======== Study material

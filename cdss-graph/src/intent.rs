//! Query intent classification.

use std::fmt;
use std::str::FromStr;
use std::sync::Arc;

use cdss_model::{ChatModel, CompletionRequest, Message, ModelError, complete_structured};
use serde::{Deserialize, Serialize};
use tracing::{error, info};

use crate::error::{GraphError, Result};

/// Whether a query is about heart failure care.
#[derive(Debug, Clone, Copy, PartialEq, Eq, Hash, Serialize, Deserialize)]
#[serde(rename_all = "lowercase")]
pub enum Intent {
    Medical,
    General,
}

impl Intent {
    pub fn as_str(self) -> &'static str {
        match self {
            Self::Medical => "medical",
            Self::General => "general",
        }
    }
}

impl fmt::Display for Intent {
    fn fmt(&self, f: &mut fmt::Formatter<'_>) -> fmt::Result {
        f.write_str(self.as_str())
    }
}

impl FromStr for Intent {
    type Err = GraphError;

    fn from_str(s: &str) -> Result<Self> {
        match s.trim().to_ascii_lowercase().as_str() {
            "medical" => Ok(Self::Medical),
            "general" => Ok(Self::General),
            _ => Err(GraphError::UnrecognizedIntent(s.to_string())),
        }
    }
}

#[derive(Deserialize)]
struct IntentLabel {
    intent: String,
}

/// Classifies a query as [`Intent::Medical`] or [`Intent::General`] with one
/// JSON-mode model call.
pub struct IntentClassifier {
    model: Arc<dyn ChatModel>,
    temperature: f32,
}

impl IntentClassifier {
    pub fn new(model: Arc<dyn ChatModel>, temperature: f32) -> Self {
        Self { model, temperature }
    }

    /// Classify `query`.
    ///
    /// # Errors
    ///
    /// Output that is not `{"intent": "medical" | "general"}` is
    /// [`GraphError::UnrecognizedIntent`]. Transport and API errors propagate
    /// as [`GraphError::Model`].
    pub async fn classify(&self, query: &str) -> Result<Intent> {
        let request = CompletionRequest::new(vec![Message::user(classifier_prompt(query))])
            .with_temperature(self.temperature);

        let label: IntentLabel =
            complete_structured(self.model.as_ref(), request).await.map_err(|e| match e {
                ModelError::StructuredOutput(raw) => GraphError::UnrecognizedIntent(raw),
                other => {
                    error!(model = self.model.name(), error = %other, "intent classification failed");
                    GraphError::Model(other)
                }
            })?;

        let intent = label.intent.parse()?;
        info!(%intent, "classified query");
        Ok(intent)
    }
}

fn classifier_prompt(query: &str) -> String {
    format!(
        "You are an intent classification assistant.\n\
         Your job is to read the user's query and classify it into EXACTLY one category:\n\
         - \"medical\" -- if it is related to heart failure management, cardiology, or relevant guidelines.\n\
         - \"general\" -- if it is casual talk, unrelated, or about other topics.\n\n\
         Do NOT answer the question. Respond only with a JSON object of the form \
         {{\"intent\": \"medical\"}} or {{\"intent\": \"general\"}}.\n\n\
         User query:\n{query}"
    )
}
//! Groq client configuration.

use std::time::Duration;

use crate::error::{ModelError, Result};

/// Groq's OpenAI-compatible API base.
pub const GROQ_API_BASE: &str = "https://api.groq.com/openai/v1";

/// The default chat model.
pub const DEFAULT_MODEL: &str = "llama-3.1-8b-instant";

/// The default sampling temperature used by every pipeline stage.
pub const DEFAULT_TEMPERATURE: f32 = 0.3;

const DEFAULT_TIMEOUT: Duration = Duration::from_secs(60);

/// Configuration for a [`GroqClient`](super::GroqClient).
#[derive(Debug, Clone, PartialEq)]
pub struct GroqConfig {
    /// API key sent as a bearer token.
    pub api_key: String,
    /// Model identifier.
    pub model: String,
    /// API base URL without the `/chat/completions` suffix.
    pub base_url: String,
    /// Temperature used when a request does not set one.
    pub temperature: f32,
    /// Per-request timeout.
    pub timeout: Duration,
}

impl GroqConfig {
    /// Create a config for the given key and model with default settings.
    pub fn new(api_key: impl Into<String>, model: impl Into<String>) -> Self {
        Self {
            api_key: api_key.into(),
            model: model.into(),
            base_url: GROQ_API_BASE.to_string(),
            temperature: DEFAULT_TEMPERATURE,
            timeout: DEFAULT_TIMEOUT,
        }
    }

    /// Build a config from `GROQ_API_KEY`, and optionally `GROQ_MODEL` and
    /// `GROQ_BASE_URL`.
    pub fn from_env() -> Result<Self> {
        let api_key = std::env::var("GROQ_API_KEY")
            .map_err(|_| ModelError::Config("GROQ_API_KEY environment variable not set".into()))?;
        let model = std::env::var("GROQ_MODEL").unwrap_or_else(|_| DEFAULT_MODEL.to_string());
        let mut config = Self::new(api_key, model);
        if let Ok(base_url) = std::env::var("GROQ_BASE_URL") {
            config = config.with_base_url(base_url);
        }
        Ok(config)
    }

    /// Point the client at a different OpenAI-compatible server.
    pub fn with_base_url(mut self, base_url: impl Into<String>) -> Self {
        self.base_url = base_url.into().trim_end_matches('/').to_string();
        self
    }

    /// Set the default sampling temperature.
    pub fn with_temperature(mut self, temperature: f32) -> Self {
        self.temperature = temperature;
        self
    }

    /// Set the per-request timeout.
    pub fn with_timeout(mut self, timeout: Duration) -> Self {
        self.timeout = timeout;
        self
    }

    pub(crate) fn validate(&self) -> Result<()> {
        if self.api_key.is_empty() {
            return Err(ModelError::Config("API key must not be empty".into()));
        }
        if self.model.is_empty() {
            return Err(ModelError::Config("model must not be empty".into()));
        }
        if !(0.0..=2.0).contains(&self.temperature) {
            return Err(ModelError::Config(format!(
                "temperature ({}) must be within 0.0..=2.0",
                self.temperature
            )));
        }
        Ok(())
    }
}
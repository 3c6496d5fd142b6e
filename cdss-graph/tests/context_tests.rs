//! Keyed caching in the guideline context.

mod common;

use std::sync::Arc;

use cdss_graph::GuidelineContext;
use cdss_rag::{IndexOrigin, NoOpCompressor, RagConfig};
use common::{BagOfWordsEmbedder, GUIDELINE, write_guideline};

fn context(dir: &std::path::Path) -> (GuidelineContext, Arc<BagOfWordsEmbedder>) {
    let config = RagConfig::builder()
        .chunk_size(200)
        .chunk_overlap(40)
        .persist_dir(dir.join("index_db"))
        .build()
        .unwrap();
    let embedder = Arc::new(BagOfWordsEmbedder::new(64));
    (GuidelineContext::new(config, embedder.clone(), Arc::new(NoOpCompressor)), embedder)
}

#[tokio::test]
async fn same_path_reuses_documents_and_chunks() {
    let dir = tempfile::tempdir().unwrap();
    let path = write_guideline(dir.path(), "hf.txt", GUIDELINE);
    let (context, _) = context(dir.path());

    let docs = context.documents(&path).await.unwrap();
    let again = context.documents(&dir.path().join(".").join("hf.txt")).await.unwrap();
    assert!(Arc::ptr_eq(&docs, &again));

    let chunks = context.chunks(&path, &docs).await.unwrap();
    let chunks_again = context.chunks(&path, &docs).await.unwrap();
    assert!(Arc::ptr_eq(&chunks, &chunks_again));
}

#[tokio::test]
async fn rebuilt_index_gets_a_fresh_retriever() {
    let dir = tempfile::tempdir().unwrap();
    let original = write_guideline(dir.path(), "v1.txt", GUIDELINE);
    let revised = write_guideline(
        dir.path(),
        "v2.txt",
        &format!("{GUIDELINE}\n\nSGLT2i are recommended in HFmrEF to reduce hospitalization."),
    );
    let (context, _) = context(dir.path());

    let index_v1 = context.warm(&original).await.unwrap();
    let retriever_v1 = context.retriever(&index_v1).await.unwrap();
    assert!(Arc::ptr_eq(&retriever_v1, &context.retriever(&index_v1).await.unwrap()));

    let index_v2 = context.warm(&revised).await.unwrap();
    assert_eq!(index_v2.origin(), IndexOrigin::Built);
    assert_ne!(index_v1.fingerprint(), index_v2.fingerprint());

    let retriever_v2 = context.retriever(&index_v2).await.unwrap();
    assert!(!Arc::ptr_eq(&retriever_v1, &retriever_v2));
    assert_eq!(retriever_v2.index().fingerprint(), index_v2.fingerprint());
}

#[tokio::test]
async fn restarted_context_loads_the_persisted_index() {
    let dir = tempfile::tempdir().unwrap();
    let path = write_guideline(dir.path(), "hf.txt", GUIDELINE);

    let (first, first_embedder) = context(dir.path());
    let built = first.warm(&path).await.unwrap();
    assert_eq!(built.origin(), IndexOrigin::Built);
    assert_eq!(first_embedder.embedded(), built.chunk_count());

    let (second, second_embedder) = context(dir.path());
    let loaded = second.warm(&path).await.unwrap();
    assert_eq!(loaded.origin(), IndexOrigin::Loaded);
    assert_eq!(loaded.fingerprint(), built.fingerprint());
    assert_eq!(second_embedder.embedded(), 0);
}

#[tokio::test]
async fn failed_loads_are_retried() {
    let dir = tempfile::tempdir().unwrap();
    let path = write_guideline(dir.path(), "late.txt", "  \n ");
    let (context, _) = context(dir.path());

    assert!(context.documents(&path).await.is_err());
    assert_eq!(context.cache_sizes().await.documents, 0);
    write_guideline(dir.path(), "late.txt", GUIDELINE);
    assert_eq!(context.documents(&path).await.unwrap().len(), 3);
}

================
======== Study material

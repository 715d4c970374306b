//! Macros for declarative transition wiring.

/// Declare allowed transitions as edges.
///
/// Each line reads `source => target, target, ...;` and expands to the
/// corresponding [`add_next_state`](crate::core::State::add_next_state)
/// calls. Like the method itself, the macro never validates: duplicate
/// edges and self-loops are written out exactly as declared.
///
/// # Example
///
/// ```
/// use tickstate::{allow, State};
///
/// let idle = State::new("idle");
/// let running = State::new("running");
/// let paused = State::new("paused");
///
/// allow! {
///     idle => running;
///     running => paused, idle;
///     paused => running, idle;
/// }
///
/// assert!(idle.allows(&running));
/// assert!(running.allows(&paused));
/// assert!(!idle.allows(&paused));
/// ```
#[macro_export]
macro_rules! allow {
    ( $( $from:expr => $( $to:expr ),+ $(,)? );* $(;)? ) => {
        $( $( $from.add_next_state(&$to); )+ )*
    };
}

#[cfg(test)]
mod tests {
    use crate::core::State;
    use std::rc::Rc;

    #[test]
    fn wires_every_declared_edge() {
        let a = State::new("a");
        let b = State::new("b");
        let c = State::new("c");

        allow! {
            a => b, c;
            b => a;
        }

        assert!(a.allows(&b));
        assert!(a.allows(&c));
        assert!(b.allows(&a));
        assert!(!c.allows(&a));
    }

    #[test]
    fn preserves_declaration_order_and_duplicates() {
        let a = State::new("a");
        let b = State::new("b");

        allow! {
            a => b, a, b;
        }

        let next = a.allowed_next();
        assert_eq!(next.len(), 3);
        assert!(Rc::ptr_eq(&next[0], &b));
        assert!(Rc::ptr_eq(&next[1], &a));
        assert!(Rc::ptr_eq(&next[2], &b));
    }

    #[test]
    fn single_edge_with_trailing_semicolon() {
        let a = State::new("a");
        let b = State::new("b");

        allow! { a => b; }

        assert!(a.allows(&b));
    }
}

================

Scan the records for the string "filename" and show every line that contains it.

### Your solution
filename cdss-graph/src/intent.rs
filename cdss-graph/tests/context_tests.rs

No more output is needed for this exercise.